//! The catalog of debug probes known by their USB vendor and product id.

use super::{Classification, ProbeType, SerialPolicy};

/// Vendor id of the Black Magic Probe (OpenMoko).
pub const VENDOR_ID_BMP: u16 = 0x1d50;
/// Product id of the Black Magic Probe.
pub const PRODUCT_ID_BMP: u16 = 0x6018;

/// Vendor id of ST-Link probes (STMicroelectronics).
pub const VENDOR_ID_STLINK: u16 = 0x0483;
/// ST-Link V2.
pub const PRODUCT_ID_STLINKV2: u16 = 0x3748;
/// ST-Link V2-1.
pub const PRODUCT_ID_STLINKV21: u16 = 0x374b;
/// ST-Link V2-1 with mass storage.
pub const PRODUCT_ID_STLINKV21_MSD: u16 = 0x3752;
/// ST-Link V3 without mass storage.
pub const PRODUCT_ID_STLINKV3_NO_MSD: u16 = 0x3754;
/// ST-Link V3.
pub const PRODUCT_ID_STLINKV3: u16 = 0x374f;
/// ST-Link V3E.
pub const PRODUCT_ID_STLINKV3E: u16 = 0x374e;

/// Vendor id of Segger J-Link probes.
pub const VENDOR_ID_SEGGER: u16 = 0x1366;

/// Vendor id of FTDI.
pub const VENDOR_ID_FTDI: u16 = 0x0403;
/// FT2232.
pub const PRODUCT_ID_FTDI_FT2232: u16 = 0x6010;
/// FT4232.
pub const PRODUCT_ID_FTDI_FT4232: u16 = 0x6011;
/// FT232.
pub const PRODUCT_ID_FTDI_FT232: u16 = 0x6001;

/// The product id part of a catalog entry.
#[derive(Debug, Clone, Copy, PartialEq, Eq)]
pub enum ProductId {
    /// Matches exactly this product id.
    Exact(u16),
    /// Matches every product of the vendor.
    Any,
}

impl ProductId {
    fn matches(self, product_id: u16) -> bool {
        match self {
            ProductId::Exact(pid) => pid == product_id,
            ProductId::Any => true,
        }
    }
}

/// One known probe model.
#[derive(Debug, Clone, Copy, PartialEq, Eq)]
pub struct CatalogEntry {
    /// USB vendor id.
    pub vendor_id: u16,
    /// USB product id, or [`ProductId::Any`].
    pub product_id: ProductId,
    /// Kind of probe.
    pub probe_type: ProbeType,
    /// Label shown to the user.
    pub label: &'static str,
    /// How to obtain the serial number.
    pub serial_policy: SerialPolicy,
}

impl CatalogEntry {
    const fn new(
        vendor_id: u16,
        product_id: ProductId,
        probe_type: ProbeType,
        label: &'static str,
    ) -> Self {
        Self {
            vendor_id,
            product_id,
            probe_type,
            label,
            serial_policy: SerialPolicy::ReadFromDevice,
        }
    }

    const fn with_placeholder_serial(self) -> Self {
        Self {
            serial_policy: SerialPolicy::Placeholder,
            ..self
        }
    }

    /// Returns true if this entry describes the given vendor and product id.
    pub fn matches(&self, vendor_id: u16, product_id: u16) -> bool {
        self.vendor_id == vendor_id && self.product_id.matches(product_id)
    }

    /// The classification of a device matching this entry.
    pub fn classification(&self) -> Classification {
        Classification {
            probe_type: self.probe_type,
            label: self.label.to_owned(),
            serial_policy: self.serial_policy,
        }
    }
}

/// All probes known by their ids.
///
/// Lookup is first match wins, so specific entries go before wildcard ones.
pub const CATALOG: &[CatalogEntry] = &[
    CatalogEntry::new(
        VENDOR_ID_BMP,
        ProductId::Exact(PRODUCT_ID_BMP),
        ProbeType::BlackMagic,
        "Black Magic Probe",
    ),
    // The serial number descriptor of the V2 does not hold a printable serial.
    CatalogEntry::new(
        VENDOR_ID_STLINK,
        ProductId::Exact(PRODUCT_ID_STLINKV2),
        ProbeType::StLink,
        "STLink V2",
    )
    .with_placeholder_serial(),
    CatalogEntry::new(
        VENDOR_ID_STLINK,
        ProductId::Exact(PRODUCT_ID_STLINKV21),
        ProbeType::StLink,
        "STLink V21",
    ),
    CatalogEntry::new(
        VENDOR_ID_STLINK,
        ProductId::Exact(PRODUCT_ID_STLINKV21_MSD),
        ProbeType::StLink,
        "STLink V21 MSD",
    ),
    CatalogEntry::new(
        VENDOR_ID_STLINK,
        ProductId::Exact(PRODUCT_ID_STLINKV3_NO_MSD),
        ProbeType::StLink,
        "STLink V3 No MSD",
    ),
    CatalogEntry::new(
        VENDOR_ID_STLINK,
        ProductId::Exact(PRODUCT_ID_STLINKV3),
        ProbeType::StLink,
        "STLink V3",
    ),
    CatalogEntry::new(
        VENDOR_ID_STLINK,
        ProductId::Exact(PRODUCT_ID_STLINKV3E),
        ProbeType::StLink,
        "STLink V3E",
    ),
    CatalogEntry::new(
        VENDOR_ID_SEGGER,
        ProductId::Any,
        ProbeType::JLink,
        "Segger JLink",
    ),
    CatalogEntry::new(
        VENDOR_ID_FTDI,
        ProductId::Exact(PRODUCT_ID_FTDI_FT2232),
        ProbeType::Ftdi,
        "FTDI FT2232",
    ),
    CatalogEntry::new(
        VENDOR_ID_FTDI,
        ProductId::Exact(PRODUCT_ID_FTDI_FT4232),
        ProbeType::Ftdi,
        "FTDI FT4232",
    ),
    CatalogEntry::new(
        VENDOR_ID_FTDI,
        ProductId::Exact(PRODUCT_ID_FTDI_FT232),
        ProbeType::Ftdi,
        "FTDI FT232",
    ),
];

/// Looks up a device in the built-in [`CATALOG`].
pub fn lookup(vendor_id: u16, product_id: u16) -> Option<&'static CatalogEntry> {
    lookup_in(CATALOG, vendor_id, product_id)
}

/// Looks up a device in the given entries, returning the first match.
pub fn lookup_in(
    entries: &[CatalogEntry],
    vendor_id: u16,
    product_id: u16,
) -> Option<&CatalogEntry> {
    entries
        .iter()
        .find(|entry| entry.matches(vendor_id, product_id))
}

/// Classifies a device by its ids alone.
///
/// Returns `None` if the device is not in the catalog, in which case it may
/// still be a CMSIS-DAP probe.
pub fn identify(vendor_id: u16, product_id: u16) -> Option<Classification> {
    let entry = lookup(vendor_id, product_id)?;

    tracing::debug!(
        "{:04x}:{:04x} is a known {} ({})",
        vendor_id,
        product_id,
        entry.probe_type,
        entry.label
    );

    Some(entry.classification())
}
======
## Required work
Every one of the records is to be copied word for word.

## Task response
//! The catalog of debug probes known by their USB vendor and product id.

use super::{Classification, ProbeType, SerialPolicy};

/// Vendor id of the Black Magic Probe (OpenMoko).
pub const VENDOR_ID_BMP: u16 = 0x1d50;
/// Product id of the Black Magic Probe.
pub const PRODUCT_ID_BMP: u16 = 0x6018;

/// Vendor id of ST-Link probes (STMicroelectronics).
pub const VENDOR_ID_STLINK: u16 = 0x0483;
/// ST-Link V2.
pub const PRODUCT_ID_STLINKV2: u16 = 0x3748;
/// ST-Link V2-1.
pub const PRODUCT_ID_STLINKV21: u16 = 0x374b;
/// ST-Link V2-1 with mass storage.
pub const PRODUCT_ID_STLINKV21_MSD: u16 = 0x3752;
/// ST-Link V3 without mass storage.
pub const PRODUCT_ID_STLINKV3_NO_MSD: u16 = 0x3754;
/// ST-Link V3.
pub const PRODUCT_ID_STLINKV3: u16 = 0x374f;
/// ST-Link V3E.
pub const PRODUCT_ID_STLINKV3E: u16 = 0x374e;

/// Vendor id of Segger J-Link probes.
pub const VENDOR_ID_SEGGER: u16 = 0x1366;

/// Vendor id of FTDI.
pub const VENDOR_ID_FTDI: u16 = 0x0403;
/// FT2232.
pub const PRODUCT_ID_FTDI_FT2232: u16 = 0x6010;
/// FT4232.
pub const PRODUCT_ID_FTDI_FT4232: u16 = 0x6011;
/// FT232.
pub const PRODUCT_ID_FTDI_FT232: u16 = 0x6001;

/// The product id part of a catalog entry.
#[derive(Debug, Clone, Copy, PartialEq, Eq)]
pub enum ProductId {
    /// Matches exactly this product id.
    Exact(u16),
    /// Matches every product of the vendor.
    Any,
}

impl ProductId {
    fn matches(self, product_id: u16) -> bool {
        match self {
            ProductId::Exact(pid) => pid == product_id,
            ProductId::Any => true,
        }
    }
}

/// One known probe model.
#[derive(Debug, Clone, Copy, PartialEq, Eq)]
pub struct CatalogEntry {
    /// USB vendor id.
    pub vendor_id: u16,
    /// USB product id, or [`ProductId::Any`].
    pub product_id: ProductId,
    /// Kind of probe.
    pub probe_type: ProbeType,
    /// Label shown to the user.
    pub label: &'static str,
    /// How to obtain the serial number.
    pub serial_policy: SerialPolicy,
}

impl CatalogEntry {
    const fn new(
        vendor_id: u16,
        product_id: ProductId,
        probe_type: ProbeType,
        label: &'static str,
    ) -> Self {
        Self {
            vendor_id,
            product_id,
            probe_type,
            label,
            serial_policy: SerialPolicy::ReadFromDevice,
        }
    }

    const fn with_placeholder_serial(self) -> Self {
        Self {
            serial_policy: SerialPolicy::Placeholder,
            ..self
        }
    }

    /// Returns true if this entry describes the given vendor and product id.
    pub fn matches(&self, vendor_id: u16, product_id: u16) -> bool {
        self.vendor_id == vendor_id && self.product_id.matches(product_id)
    }

    /// The classification of a device matching this entry.
    pub fn classification(&self) -> Classification {
        Classification {
            probe_type: self.probe_type,
            label: self.label.to_owned(),
            serial_policy: self.serial_policy,
        }
    }
}

/// All probes known by their ids.
///
/// Lookup is first match wins, so specific entries go before wildcard ones.
pub const CATALOG: &[CatalogEntry] = &[
    CatalogEntry::new(
        VENDOR_ID_BMP,
        ProductId::Exact(PRODUCT_ID_BMP),
        ProbeType::BlackMagic,
        "Black Magic Probe",
    ),
    // The serial number descriptor of the V2 does not hold a printable serial.
    CatalogEntry::new(
        VENDOR_ID_STLINK,
        ProductId::Exact(PRODUCT_ID_STLINKV2),
        ProbeType::StLink,
        "STLink V2",
    )
    .with_placeholder_serial(),
    CatalogEntry::new(
        VENDOR_ID_STLINK,
        ProductId::Exact(PRODUCT_ID_STLINKV21),
        ProbeType::StLink,
        "STLink V21",
    ),
    CatalogEntry::new(
        VENDOR_ID_STLINK,
        ProductId::Exact(PRODUCT_ID_STLINKV21_MSD),
        ProbeType::StLink,
        "STLink V21 MSD",
    ),
    CatalogEntry::new(
        VENDOR_ID_STLINK,
        ProductId::Exact(PRODUCT_ID_STLINKV3_NO_MSD),
        ProbeType::StLink,
        "STLink V3 No MSD",
    ),
    CatalogEntry::new(
        VENDOR_ID_STLINK,
        ProductId::Exact(PRODUCT_ID_STLINKV3),
        ProbeType::StLink,
        "STLink V3",
    ),
    CatalogEntry::new(
        VENDOR_ID_STLINK,
        ProductId::Exact(PRODUCT_ID_STLINKV3E),
        ProbeType::StLink,
        "STLink V3E",
    ),
    CatalogEntry::new(
        VENDOR_ID_SEGGER,
        ProductId::Any,
        ProbeType::JLink,
        "Segger JLink",
    ),
    CatalogEntry::new(
        VENDOR_ID_FTDI,
        ProductId::Exact(PRODUCT_ID_FTDI_FT2232),
        ProbeType::Ftdi,
        "FTDI FT2232",
    ),
    CatalogEntry::new(
        VENDOR_ID_FTDI,
        ProductId::Exact(PRODUCT_ID_FTDI_FT4232),
        ProbeType::Ftdi,
        "FTDI FT4232",
    ),
    CatalogEntry::new(
        VENDOR_ID_FTDI,
        ProductId::Exact(PRODUCT_ID_FTDI_FT232),
        ProbeType::Ftdi,
        "FTDI FT232",
    ),
];

/// Looks up a device in the built-in [`CATALOG`].
pub fn lookup(vendor_id: u16, product_id: u16) -> Option<&'static CatalogEntry> {
    lookup_in(CATALOG, vendor_id, product_id)
}

/// Looks up a device in the given entries, returning the first match.
pub fn lookup_in(
    entries: &[CatalogEntry],
    vendor_id: u16,
    product_id: u16,
) -> Option<&CatalogEntry> {
    entries
        .iter()
        .find(|entry| entry.matches(vendor_id, product_id))
}

/// Classifies a device by its ids alone.
///
/// Returns `None` if the device is not in the catalog, in which case it may
/// still be a CMSIS-DAP probe.
pub fn identify(vendor_id: u16, product_id: u16) -> Option<Classification> {
    let entry = lookup(vendor_id, product_id)?;

    tracing::debug!(
        "{:04x}:{:04x} is a known {} ({})",
        vendor_id,
        product_id,
        entry.probe_type,
        entry.label
    );

    Some(entry.classification())
}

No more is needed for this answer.